▶ [PROBLEM TO SOLVE]:
Go through the lines below and copy each one that holds the string "unwrap".

*** Opening INPUT FOR THIS TASK ***

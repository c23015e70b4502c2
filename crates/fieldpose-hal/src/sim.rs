//! In-process simulation drivers for headless testing without a robot.
//!
//! [`SimDrive`] integrates commanded module states into encoder distances, a
//! gyro and a ground-truth pose.  [`SimCamera`] renders synthetic marker
//! detections from that ground truth, so the full estimator stack can run in
//! CI pipelines and in the `fieldpose` demo binary.
//!
//! # Example
//!
//! ```rust
//! use fieldpose_hal::drive::DriveIo;
//! use fieldpose_hal::sim::SimDrive;
//! use fieldpose_hal::swerve::SwerveKinematics;
//! use fieldpose_types::{ModuleState, Rotation2d, Translation2d};
//!
//! let kin = SwerveKinematics::new(
//!     vec![Translation2d::new(0.3, 0.3), Translation2d::new(-0.3, -0.3),
//!          Translation2d::new(0.3, -0.3), Translation2d::new(-0.3, 0.3)],
//!     3.0,
//! ).unwrap();
//! let mut drive = SimDrive::new(kin);
//! drive.set_module_states(&[ModuleState::new(1.0, Rotation2d::zero()); 4]).unwrap();
//! drive.step(0.5);
//! assert!((drive.true_pose().x() - 0.5).abs() < 1e-9);
//! ```

use std::collections::VecDeque;
use std::sync::Arc;

use fieldpose_types::{
    DetectionBatch, MarkerObservation, ModulePosition, ModuleState, Pose2d, Pose3d, PoseError,
    Rotation2d, Transform3d, Vec3,
};

use parking_lot::Mutex;

use crate::camera::{Camera, MarkerLayout};
use crate::drive::DriveIo;
use crate::swerve::SwerveKinematics;

// ────────────────────────────────────────────────────────────────────────────
// Simulated drivetrain
// ────────────────────────────────────────────────────────────────────────────

/// A perfect-traction swerve drivetrain.  Modules snap to their commanded
/// azimuth and speed; the gyro may be given a constant drift so odometry
/// diverges from ground truth the way a real one does.
pub struct SimDrive {
    kinematics: SwerveKinematics,
    positions: Vec<ModulePosition>,
    commanded: Vec<ModuleState>,
    gyro: f64,
    gyro_drift: f64,
    true_pose: Pose2d,
}

impl SimDrive {
    pub fn new(kinematics: SwerveKinematics) -> Self {
        let n = kinematics.module_count();
        Self {
            kinematics,
            positions: vec![ModulePosition::default(); n],
            commanded: vec![ModuleState::default(); n],
            gyro: 0.0,
            gyro_drift: 0.0,
            true_pose: Pose2d::origin(),
        }
    }

    /// Gyro drift in rad/s, added on every [`step`](Self::step).
    pub fn with_gyro_drift(mut self, rad_per_sec: f64) -> Self {
        self.gyro_drift = rad_per_sec;
        self
    }

    /// Place the robot on the field.  Encoders and gyro are untouched, as on
    /// a real robot.
    pub fn with_true_pose(mut self, pose: Pose2d) -> Self {
        self.true_pose = pose;
        self
    }

    pub fn true_pose(&self) -> Pose2d {
        self.true_pose
    }

    pub fn commanded(&self) -> &[ModuleState] {
        &self.commanded
    }

    /// Advance the simulation by `dt` seconds under the current command.
    pub fn step(&mut self, dt: f64) {
        if dt <= 0.0 {
            return;
        }
        let start = self.positions.clone();
        for (p, s) in self.positions.iter_mut().zip(&self.commanded) {
            p.distance += s.speed * dt;
            p.angle = s.angle;
        }
        if let Ok(twist) = self.kinematics.to_twist(&start, &self.positions) {
            self.true_pose = self.true_pose.exp(twist);
            self.gyro += twist.dtheta;
        }
        self.gyro += self.gyro_drift * dt;
    }
}

impl DriveIo for SimDrive {
    fn module_positions(&self) -> Vec<ModulePosition> {
        self.positions.clone()
    }

    fn gyro_heading(&self) -> Rotation2d {
        Rotation2d::new(self.gyro)
    }

    fn set_module_states(&mut self, states: &[ModuleState]) -> Result<(), PoseError> {
        if states.len() != self.positions.len() {
            return Err(PoseError::ModuleCount {
                expected: self.positions.len(),
                actual: states.len(),
            });
        }
        self.commanded = states.to_vec();
        Ok(())
    }
}

// ────────────────────────────────────────────────────────────────────────────
// Simulated camera
// ────────────────────────────────────────────────────────────────────────────

/// A simulated fiducial camera.
///
/// Batches are either pushed verbatim (for scripted tests) or rendered from
/// a ground-truth robot pose with [`render`](Self::render).
pub struct SimCamera {
    name: String,
    connected: bool,
    robot_to_camera: Transform3d,
    max_range: f64,
    horizontal_fov: f64,
    pending: VecDeque<DetectionBatch>,
}

impl SimCamera {
    pub fn new(name: impl Into<String>, robot_to_camera: Transform3d) -> Self {
        Self {
            name: name.into(),
            connected: true,
            robot_to_camera,
            max_range: 6.0,
            horizontal_fov: 70f64.to_radians(),
            pending: VecDeque::new(),
        }
    }

    pub fn with_max_range(mut self, metres: f64) -> Self {
        self.max_range = metres;
        self
    }

    pub fn with_horizontal_fov(mut self, radians: f64) -> Self {
        self.horizontal_fov = radians;
        self
    }

    pub fn robot_to_camera(&self) -> Transform3d {
        self.robot_to_camera
    }

    pub fn set_connected(&mut self, connected: bool) {
        self.connected = connected;
    }

    /// Queue a batch for the next [`Camera::unread_batches`] call.
    pub fn push_batch(&mut self, batch: DetectionBatch) {
        self.pending.push_back(batch);
    }

    /// Render what the camera would see from `robot_pose` and queue it.
    ///
    /// A marker is seen when it lies in front of the lens, inside the
    /// horizontal field of view and range, and faces the camera.  Two or
    /// more markers also produce a multi-marker camera pose.  Returns the
    /// number of markers seen.
    pub fn render(&mut self, robot_pose: Pose2d, timestamp: f64, layout: &dyn MarkerLayout) -> usize {
        let camera = Pose3d::from_pose2d(robot_pose).transform_by(self.robot_to_camera);
        let field_to_camera = camera.as_transform().inverse();

        let mut ids = layout.marker_ids();
        ids.sort_unstable();

        let mut observations = Vec::new();
        for id in ids {
            let Some(marker) = layout.marker_pose(id) else {
                continue;
            };
            let camera_to_marker = field_to_camera.compose(marker.as_transform());
            let t = camera_to_marker.translation;
            let range = (t.x * t.x + t.y * t.y + t.z * t.z).sqrt();
            let yaw = t.y.atan2(t.x);
            if t.x <= 0.0 || range > self.max_range || yaw.abs() > self.horizontal_fov / 2.0 {
                continue;
            }
            // Marker faces along its own +X axis.
            let normal = marker.rotation.rotate(Vec3::new(1.0, 0.0, 0.0));
            let to_camera = camera.translation.add(marker.translation.neg());
            if normal.x * to_camera.x + normal.y * to_camera.y + normal.z * to_camera.z <= 0.0 {
                continue;
            }
            observations.push(MarkerObservation {
                marker_id: id,
                ambiguity: 0.05,
                yaw,
                pitch: t.z.atan2(t.x.hypot(t.y)),
                camera_to_marker: Some(camera_to_marker),
            });
        }

        let seen = observations.len();
        self.pending.push_back(DetectionBatch {
            capture_timestamp: timestamp,
            multi_marker_camera_pose: (seen >= 2).then_some(camera),
            observations,
        });
        seen
    }
}

impl Camera for SimCamera {
    fn name(&self) -> &str {
        &self.name
    }

    fn is_connected(&self) -> bool {
        self.connected
    }

    fn unread_batches(&mut self) -> Vec<DetectionBatch> {
        if !self.connected {
            return Vec::new();
        }
        self.pending.drain(..).collect()
    }
}

/// A cloneable [`SimCamera`] handle.  One clone goes to a tracker, the
/// other stays with the simulation loop that renders into it.
#[derive(Clone)]
pub struct SharedSimCamera {
    name: String,
    inner: Arc<Mutex<SimCamera>>,
}

impl SharedSimCamera {
    pub fn new(camera: SimCamera) -> Self {
        Self {
            name: camera.name.clone(),
            inner: Arc::new(Mutex::new(camera)),
        }
    }

    pub fn robot_to_camera(&self) -> Transform3d {
        self.inner.lock().robot_to_camera()
    }

    pub fn set_connected(&self, connected: bool) {
        self.inner.lock().set_connected(connected);
    }

    pub fn push_batch(&self, batch: DetectionBatch) {
        self.inner.lock().push_batch(batch);
    }

    /// See [`SimCamera::render`].
    pub fn render(&self, robot_pose: Pose2d, timestamp: f64, layout: &dyn MarkerLayout) -> usize {
        self.inner.lock().render(robot_pose, timestamp, layout)
    }
}

impl Camera for SharedSimCamera {
    fn name(&self) -> &str {
        &self.name
    }

    fn is_connected(&self) -> bool {
        self.inner.lock().is_connected()
    }

    fn unread_batches(&mut self) -> Vec<DetectionBatch> {
        self.inner.lock().unread_batches()
    }
}

// ────────────────────────────────────────────────────────────────────────────
// Tests
// ────────────────────────────────────────────────────────────────────────────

*** Closing INPUT FOR THIS TASK ***

▶ [OUTPUT]:
//! ).unwrap();
//! drive.set_module_states(&[ModuleState::new(1.0, Rotation2d::zero()); 4]).unwrap();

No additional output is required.